But note (i) is inuitionistically invalid, so we indeed do need to be working in a classical framework. (Given (i), we'd have in particular $\neg(p \supset \bot) \vdash p$, i.e. $\neg\neg p \vdash p$, as Henning Makholm remarked.)

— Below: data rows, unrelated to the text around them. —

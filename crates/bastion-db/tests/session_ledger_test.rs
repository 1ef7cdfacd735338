//! Integration tests for sessions, the login attempt ledger, reset
//! tokens, password history and the audit log.

use bastion_core::models::audit::{AuditEventType, CreateAuditLogEntry};
use bastion_core::models::login_attempt::{CreateLoginAttempt, FailureReason};
use bastion_core::models::password_reset::CreatePasswordResetToken;
use bastion_core::models::session::CreateSession;
use bastion_core::repository::{
    AuditLogFilter, AuditLogRepository, LoginAttemptRepository, Pagination,
    PasswordHistoryRepository, PasswordResetRepository, SessionRepository,
};
use bastion_db::repository::{
    SurrealAuditLogRepository, SurrealLoginAttemptRepository, SurrealPasswordHistoryRepository,
    SurrealPasswordResetRepository, SurrealSessionRepository,
};
use chrono::{Duration, Utc};
use surrealdb::Surreal;
use surrealdb::engine::local::{Db, Mem};
use uuid::Uuid;

async fn setup() -> Surreal<Db> {
    let db = Surreal::new::<Mem>(()).await.unwrap();
    db.use_ns("test").use_db("test").await.unwrap();
    bastion_db::run_migrations(&db).await.unwrap();
    db
}

fn session_for(user_id: Uuid, token_hash: &str, ttl: Duration) -> CreateSession {
    CreateSession {
        user_id,
        token_hash: token_hash.into(),
        ip_address: Some("10.0.0.1".into()),
        user_agent: Some("test-agent".into()),
        expires_at: Utc::now() + ttl,
    }
}

// -----------------------------------------------------------------------
// Sessions
// -----------------------------------------------------------------------

#[tokio::test]
async fn session_lookup_by_token_hash() {
    let repo = SurrealSessionRepository::new(setup().await);
    let user_id = Uuid::new_v4();

    let session = repo
        .create(session_for(user_id, "hash-a", Duration::hours(1)))
        .await
        .unwrap();

    let found = repo.get_by_token_hash("hash-a").await.unwrap();
    assert_eq!(found.id, session.id);
    assert_eq!(found.user_id, user_id);

    assert!(repo.get_by_token_hash("hash-b").await.unwrap_err().is_not_found());
}

#[tokio::test]
async fn list_active_skips_expired_sessions() {
    let repo = SurrealSessionRepository::new(setup().await);
    let user_id = Uuid::new_v4();

    let live = repo
        .create(session_for(user_id, "live", Duration::hours(1)))
        .await
        .unwrap();
    repo.create(session_for(user_id, "stale", Duration::hours(-1)))
        .await
        .unwrap();

    let active = repo.list_active(user_id, Utc::now()).await.unwrap();
    assert_eq!(active.len(), 1);
    assert_eq!(active[0].id, live.id);

    assert_eq!(repo.delete_expired(Utc::now()).await.unwrap(), 1);
}

#[tokio::test]
async fn touch_refuses_expired_sessions() {
    let repo = SurrealSessionRepository::new(setup().await);
    let user_id = Uuid::new_v4();

    let live = repo
        .create(session_for(user_id, "live", Duration::hours(1)))
        .await
        .unwrap();
    let stale = repo
        .create(session_for(user_id, "stale", Duration::hours(-1)))
        .await
        .unwrap();

    assert!(repo.touch(live.id).await.unwrap());
    assert!(!repo.touch(stale.id).await.unwrap());
    assert!(!repo.touch(Uuid::new_v4()).await.unwrap());
}

#[tokio::test]
async fn delete_for_user_except_keeps_one() {
    let repo = SurrealSessionRepository::new(setup().await);
    let user_id = Uuid::new_v4();
    let other_user = Uuid::new_v4();

    let keep = repo
        .create(session_for(user_id, "keep", Duration::hours(1)))
        .await
        .unwrap();
    repo.create(session_for(user_id, "drop-1", Duration::hours(1)))
        .await
        .unwrap();
    repo.create(session_for(user_id, "drop-2", Duration::hours(1)))
        .await
        .unwrap();
    repo.create(session_for(other_user, "other", Duration::hours(1)))
        .await
        .unwrap();

    let removed = repo.delete_for_user_except(user_id, keep.id).await.unwrap();
    assert_eq!(removed, 2);

    let remaining = repo.list_active(user_id, Utc::now()).await.unwrap();
    assert_eq!(remaining.len(), 1);
    assert_eq!(remaining[0].id, keep.id);

    assert!(repo.delete(keep.id).await.unwrap());
    assert!(!repo.delete(keep.id).await.unwrap());
    assert_eq!(repo.delete_for_user(other_user).await.unwrap(), 1);
}

// -----------------------------------------------------------------------
// Login attempts
// -----------------------------------------------------------------------

#[tokio::test]
async fn failure_counts_respect_window_and_outcome() {
    let repo = SurrealLoginAttemptRepository::new(setup().await);
    let window_start = Utc::now() - Duration::minutes(15);

    for _ in 0..3 {
        repo.record(CreateLoginAttempt::failure(
            "bob@example.com",
            "10.0.0.7",
            FailureReason::InvalidPassword,
            None,
        ))
        .await
        .unwrap();
    }
    repo.record(CreateLoginAttempt::success(
        "bob@example.com",
        "10.0.0.7",
        Uuid::new_v4(),
    ))
    .await
    .unwrap();

    assert_eq!(
        repo.count_failures_by_email("bob@example.com", window_start)
            .await
            .unwrap(),
        3
    );
    assert_eq!(
        repo.count_failures_by_ip("10.0.0.7", window_start)
            .await
            .unwrap(),
        3
    );
    assert_eq!(
        repo.count_failures_by_email("bob@example.com", Utc::now())
            .await
            .unwrap(),
        0
    );

    let recent = repo.recent_by_email("bob@example.com", 2).await.unwrap();
    assert_eq!(recent.len(), 2);
    assert!(recent[0].success);
    assert_eq!(recent[1].failure_reason, Some(FailureReason::InvalidPassword));
}

#[tokio::test]
async fn retention_sweep_deletes_old_attempts() {
    let db = setup().await;
    let repo = SurrealLoginAttemptRepository::new(db.clone());

    repo.record(CreateLoginAttempt::failure(
        "old@example.com",
        "10.0.0.8",
        FailureReason::UserNotFound,
        None,
    ))
    .await
    .unwrap();
    db.query("UPDATE login_attempt SET attempted_at = time::now() - 40d")
        .await
        .unwrap()
        .check()
        .unwrap();
    repo.record(CreateLoginAttempt::failure(
        "new@example.com",
        "10.0.0.8",
        FailureReason::UserNotFound,
        None,
    ))
    .await
    .unwrap();

    let cutoff = Utc::now() - Duration::days(30);
    assert_eq!(repo.delete_older_than(cutoff).await.unwrap(), 1);
    assert_eq!(repo.recent_by_email("new@example.com", 10).await.unwrap().len(), 1);
}

#[tokio::test(flavor = "multi_thread", worker_threads = 4)]
async fn concurrent_sweeps_report_each_row_once() {
    let db = setup().await;
    let repo = SurrealLoginAttemptRepository::new(db.clone());

    for n in 0..12 {
        repo.record(CreateLoginAttempt::failure(
            &format!("user{n}@example.com"),
            "10.0.0.9",
            FailureReason::InvalidPassword,
            None,
        ))
        .await
        .unwrap();
    }
    db.query("UPDATE login_attempt SET attempted_at = time::now() - 40d")
        .await
        .unwrap()
        .check()
        .unwrap();

    let cutoff = Utc::now() - Duration::days(30);
    let sweeps: Vec<_> = (0..3)
        .map(|_| {
            let repo = repo.clone();
            tokio::spawn(async move { repo.delete_older_than(cutoff).await })
        })
        .collect();
    let mut removed = 0;
    for sweep in sweeps {
        removed += sweep.await.unwrap().unwrap();
    }

    assert_eq!(removed, 12);
    assert_eq!(repo.delete_older_than(cutoff).await.unwrap(), 0);
}

// -----------------------------------------------------------------------
// Reset tokens & password history
// -----------------------------------------------------------------------

#[tokio::test]
async fn reset_token_can_only_be_marked_used_once() {
    let repo = SurrealPasswordResetRepository::new(setup().await);
    let user_id = Uuid::new_v4();

    let token = repo
        .create(CreatePasswordResetToken {
            user_id,
            email: "carol@example.com".into(),
            token_hash: "reset-hash".into(),
            expires_at: Utc::now() + Duration::hours(1),
        })
        .await
        .unwrap();
    assert!(!token.used);

    assert!(repo.mark_used(token.id).await.unwrap());
    assert!(!repo.mark_used(token.id).await.unwrap());

    let fetched = repo.get_by_token_hash("reset-hash").await.unwrap();
    assert!(fetched.used);
}

#[tokio::test]
async fn password_history_is_newest_first_and_prunable() {
    let repo = SurrealPasswordHistoryRepository::new(setup().await);
    let user_id = Uuid::new_v4();

    for n in 0..4 {
        repo.append(user_id, format!("hash-{n}")).await.unwrap();
    }

    let recent = repo.recent(user_id, 2).await.unwrap();
    assert_eq!(recent.len(), 2);
    assert_eq!(recent[0].password_hash, "hash-3");
    assert_eq!(recent[1].password_hash, "hash-2");

    assert_eq!(repo.prune(user_id, 2).await.unwrap(), 2);
    assert_eq!(repo.recent(user_id, 10).await.unwrap().len(), 2);
}

// -----------------------------------------------------------------------
// Audit log
// -----------------------------------------------------------------------

fn audit(event_type: AuditEventType, user_id: Option<Uuid>, ip: &str) -> CreateAuditLogEntry {
    CreateAuditLogEntry {
        event_type,
        user_id,
        tenant_id: None,
        ip_address: ip.into(),
        user_agent: None,
        metadata: Some(serde_json::json!({ "email": "dave@example.com" })),
    }
}

#[tokio::test]
async fn audit_search_filters_and_paginates() {
    let repo = SurrealAuditLogRepository::new(setup().await);
    let user_id = Uuid::new_v4();

    for _ in 0..3 {
        repo.append(audit(AuditEventType::LoginFailed, Some(user_id), "10.1.1.1"))
            .await
            .unwrap();
    }
    repo.append(audit(AuditEventType::LoginSuccess, Some(user_id), "10.1.1.1"))
        .await
        .unwrap();
    repo.append(audit(AuditEventType::LoginFailed, None, "10.2.2.2"))
        .await
        .unwrap();

    let page = repo
        .search(
            AuditLogFilter {
                user_id: Some(user_id),
                event_type: Some(AuditEventType::LoginFailed),
                ..Default::default()
            },
            Pagination {
                offset: 0,
                limit: 2,
            },
        )
        .await
        .unwrap();
    assert_eq!(page.total, 3);
    assert_eq!(page.items.len(), 2);
    assert!(page.items[0].created_at >= page.items[1].created_at);
    assert_eq!(page.items[0].metadata["email"], "dave@example.com");

    let everything = repo
        .search(AuditLogFilter::default(), Pagination::default())
        .await
        .unwrap();
    assert_eq!(everything.total, 5);
}

#[tokio::test]
async fn audit_statistics_count_types_users_and_addresses() {
    let repo = SurrealAuditLogRepository::new(setup().await);
    let alice = Uuid::new_v4();
    let bob = Uuid::new_v4();
    let from = Utc::now() - Duration::minutes(1);

    repo.append(audit(AuditEventType::LoginFailed, Some(alice), "10.1.1.1"))
        .await
        .unwrap();
    repo.append(audit(AuditEventType::LoginFailed, Some(bob), "10.1.1.2"))
        .await
        .unwrap();
    repo.append(audit(AuditEventType::LoginSuccess, Some(alice), "10.1.1.1"))
        .await
        .unwrap();
    repo.append(audit(AuditEventType::LoginFailed, None, "10.1.1.3"))
        .await
        .unwrap();

    let stats = repo
        .statistics(from, Utc::now() + Duration::minutes(1))
        .await
        .unwrap();
    assert_eq!(stats.events_by_type.get(&AuditEventType::LoginFailed), Some(&3));
    assert_eq!(stats.events_by_type.get(&AuditEventType::LoginSuccess), Some(&1));
    assert_eq!(stats.distinct_users, 2);
    assert_eq!(stats.distinct_addresses, 3);
}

For (i) a proof with a standard set of ND rules for the conditional and classical negation would go

$$\begin{array}{cccccccl} 1 & \neg(p \supset q) & & & & & & premiss\\ 2 & & | & \neg p & & & & assumption\\ 3 & & | & & | & p & & assumption\\ 4 & & | & & | & \bot & & from\ 2, 3\\ 5 & & | & & | & q & & from\ 4\\ 6 & & | & (p \supset q) & & & & from\ 3-5\\ 7 & & | & \bot & & & & from\ 1, 6\\ 8 & \neg\neg p & & & & & & from\ 2-7\\ 9 & p & & & & & & from\ 8, DN\\ \end{array} $$ Note the use of the intuitionistically unwarranted step at the last line.

For (ii) we can argue

$$\begin{array}{cccccccl} 1 & \neg(p \supset q) & & & & & & premiss\\ 2 & & | & q & & & & assumption\\ 3 & & | & & | & p & & assumption\\ 4 & & | & & | & q & & from\ 2, reit\\ 5 & & | & (p \supset q) & & & & from\ 3-4\\ 6 & & | & \bot & & & & from\ 1, 5\\ 7 & \neg q & & & & & & from\ 2-6 \end{array} $$

Obviously, with a different set of classical ND rules, the proofs will have to go differently but similarly, mutatis mutandis.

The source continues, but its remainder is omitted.